## Further Pre-training

Besides the training data of a target task, we can further pre-train a transformer on the data from the same domain.

![image.png](https://media.springernature.com/original/springer-static/image/chp%3A10.1007%2F978-3-030-32381-3_16/MediaObjects/489562_1_En_16_Fig1_HTML.png)

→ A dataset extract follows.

//! Chunked upload staging and assembly.

pub mod assembler;
pub mod store;

pub use assembler::{AssembledContent, ChunkAssembler, ChunkGaps, MAX_REPORTED_MISSING, chunk_gaps};
pub use store::ChunkStore;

The Transformer models are pre-trained on the general domain corpus. For a text classification task / regression task in a specific domain, such as Readability Assesment, its data
distribution may be different from a transformer trained on a different corpus e.g. RoBERTa trained on BookCorpus, Wiki, CC-News, OpenWebText, Stories. Therefore the idea is, we can further pre-train the transformer with masked language model and next sentence prediction tasks on the domain-specific data. Three further pretraining approaches are performed:

1) `Within-task pre-training (ITPT)`, in which transformer is further pre-trained on the training data of a target task. `This Kernel.`

2) `In-domain pre-training (IDPT)`, in which the pretraining data is obtained from the same domain of a target task. For example, there are several different sentiment classification tasks, which have a similar data distribution. We can further pre-train the transformer on the combined training data from these tasks.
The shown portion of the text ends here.